Gait Posture. 2008 Oct;28(3):351-7. doi: 10.1016/j.gaitpost.2008.05.001. Epub 2008 Jun 18.
This article describes a new multivariate measure of overall gait pathology called the Gait Deviation Index (GDI). The first step in developing the GDI was to use kinematic data from a large number of walking strides to derive a set of mutually independent joint rotation patterns that efficiently describe gait. These patterns are called gait features. Linear combinations of the first 15 gait features produced a 98% faithful reconstruction of both the data from which they were derived and 1000 validation strides not used in the derivation. The GDI was then defined as a scaled distance between the 15 gait feature scores for a subject and the average of the same 15 gait feature scores for a control group of typically developing (TD) children. Concurrent and face validity data for the GDI are presented through comparisons with the Gillette Gait Index (GGI), Gillette Functional Assessment Questionnaire Walking Scale (FAQ), and topographic classifications within the diagnosis of Cerebral Palsy (CP). The GDI and GGI are strongly correlated (r(2)=0.56). The GDI scales with FAQ level, distinguishes levels from one another, and is normally distributed across FAQ levels six to ten and among TD children. The GDI also scales with respect to clinical involvement based on topographic CP classification in Hemiplegia Types I-IV, Diplegia, Triplegia and Quadriplegia. The GDI offers an alternative to the GGI as a comprehensive quantitative gait pathology index, and can be readily computed using the electronic addendum provided with this article.

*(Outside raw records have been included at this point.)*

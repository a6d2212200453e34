use async_trait::async_trait;

use crate::db::models::Cv;
use crate::error::AppError;

/// Repository trait for CVs. Only active CVs are ever returned.
#[cfg_attr(test, mockall::automock)]
#[async_trait]
pub trait CvRepository: Send + Sync {
    /// Active CVs whose title or content contains `query` (case-insensitive),
    /// in storage order.
    async fn search_active(&self, query: &str) -> Result<Vec<Cv>, AppError>;

    /// All active CVs, in storage order.
    async fn list_active(&self) -> Result<Vec<Cv>, AppError>;

    /// Create a CV or replace the one with the same id.
    async fn create_or_update(&self, cv: Cv) -> Result<(), AppError>;
}

/// MongoDB implementation of the CvRepository.
pub struct MongoCvRepository {
    collection: mongodb::Collection<Cv>,
}

impl MongoCvRepository {
    pub fn new(db: &mongodb::Database) -> Self {
        Self {
            collection: db.collection("cvs"),
        }
    }
}

#[async_trait]
impl CvRepository for MongoCvRepository {
    async fn search_active(&self, query: &str) -> Result<Vec<Cv>, AppError> {
        use crate::db::query::{collect_all, contains_ci};
        use mongodb::bson::doc;

        let clauses = vec![contains_ci("title", query), contains_ci("content", query)];
        let filter = doc! {
            "is_active": true,
            "$or": clauses,
        };

        let cursor = self.collection.find(filter).await?;
        collect_all(cursor).await
    }

    async fn list_active(&self) -> Result<Vec<Cv>, AppError> {
        use crate::db::query::collect_all;
        use mongodb::bson::doc;

        let cursor = self.collection.find(doc! { "is_active": true }).await?;
        collect_all(cursor).await
    }

    async fn create_or_update(&self, cv: Cv) -> Result<(), AppError> {
        use mongodb::bson::doc;
        use mongodb::options::ReplaceOptions;

        let options = ReplaceOptions::builder().upsert(true).build();

        self.collection
            .replace_one(doc! { "_id": cv.id }, &cv)
            .with_options(options)
            .await?;

        Ok(())
    }
}
//! Relevance scoring.
//!
//! Scores are additive integers:
//!
//! | Rule | Points |
//! |------|--------|
//! | title contains the query | 10 |
//! | title equals the query | +5 |
//! | excerpt contains the query | 3 |
//! | each technology tag containing the query | 2 |
//!
//! All comparisons are case-insensitive. The stores match on full bodies while
//! scoring only sees the excerpt, so a returned result can score 0. Such
//! results are kept and sort last.

use crate::search::models::SearchResult;

pub const TITLE_MATCH: u32 = 10;
pub const EXACT_TITLE_BONUS: u32 = 5;
pub const EXCERPT_MATCH: u32 = 3;
pub const TAG_MATCH: u32 = 2;

/// Case-insensitive substring test.
pub fn contains_ci(haystack: &str, needle: &str) -> bool {
    haystack.to_lowercase().contains(&needle.to_lowercase())
}

/// Relevance of `result` for `query`.
pub fn score(result: &SearchResult, query: &str) -> u32 {
    let mut score = 0;

    if contains_ci(&result.title, query) {
        score += TITLE_MATCH;
    }

    if result.title.to_lowercase() == query.to_lowercase() {
        score += EXACT_TITLE_BONUS;
    }

    if contains_ci(&result.excerpt, query) {
        score += EXCERPT_MATCH;
    }

    if let Some(technologies) = &result.technologies {
        let hits = technologies
            .iter()
            .filter(|tech| contains_ci(tech, query))
            .count() as u32;
        score += hits * TAG_MATCH;
    }

    score
}

/// Score every result and order them by descending score.
///
/// The sort is stable: equal scores keep their incoming order.
pub fn rank(results: &mut [SearchResult], query: &str) {
    for result in results.iter_mut() {
        result.score = score(result, query);
    }
    results.sort_by(|a, b| b.score.cmp(&a.score));
}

本文介绍了一种新的用于评估整体步态病理学的多变量测量方法,称为步态偏差指数(GDI)。开发GDI的第一步是利用大量步行步幅的运动学数据,得出一组相互独立的关节旋转模式,这些模式能够有效地描述步态。这些模式被称为步态特征。前15个步态特征的线性组合能够对其衍生数据以及1000个未用于衍生的验证步幅数据进行98%的准确重建。然后,GDI被定义为一个受试者的15个步态特征分数与一组典型发育(TD)儿童对照组相同的15个步态特征分数平均值之间的标度距离。通过与吉列步态指数(GGI)、吉列功能评估问卷步行量表(FAQ)以及脑性瘫痪(CP)诊断中的地形分类进行比较,展示了GDI的同时效度和表面效度数据。GDI与GGI高度相关(r(2)=0.56)。GDI与FAQ水平呈比例关系,能够区分不同水平,并且在FAQ水平六到十以及TD儿童中呈正态分布。基于偏瘫I-IV型、双瘫、三瘫和四肢瘫的CP地形分类,GDI在临床受累方面也呈比例关系。作为一个全面的定量步态病理学指标,GDI为GGI提供了一种替代方法,并且可以使用本文提供的电子附录轻松计算得出。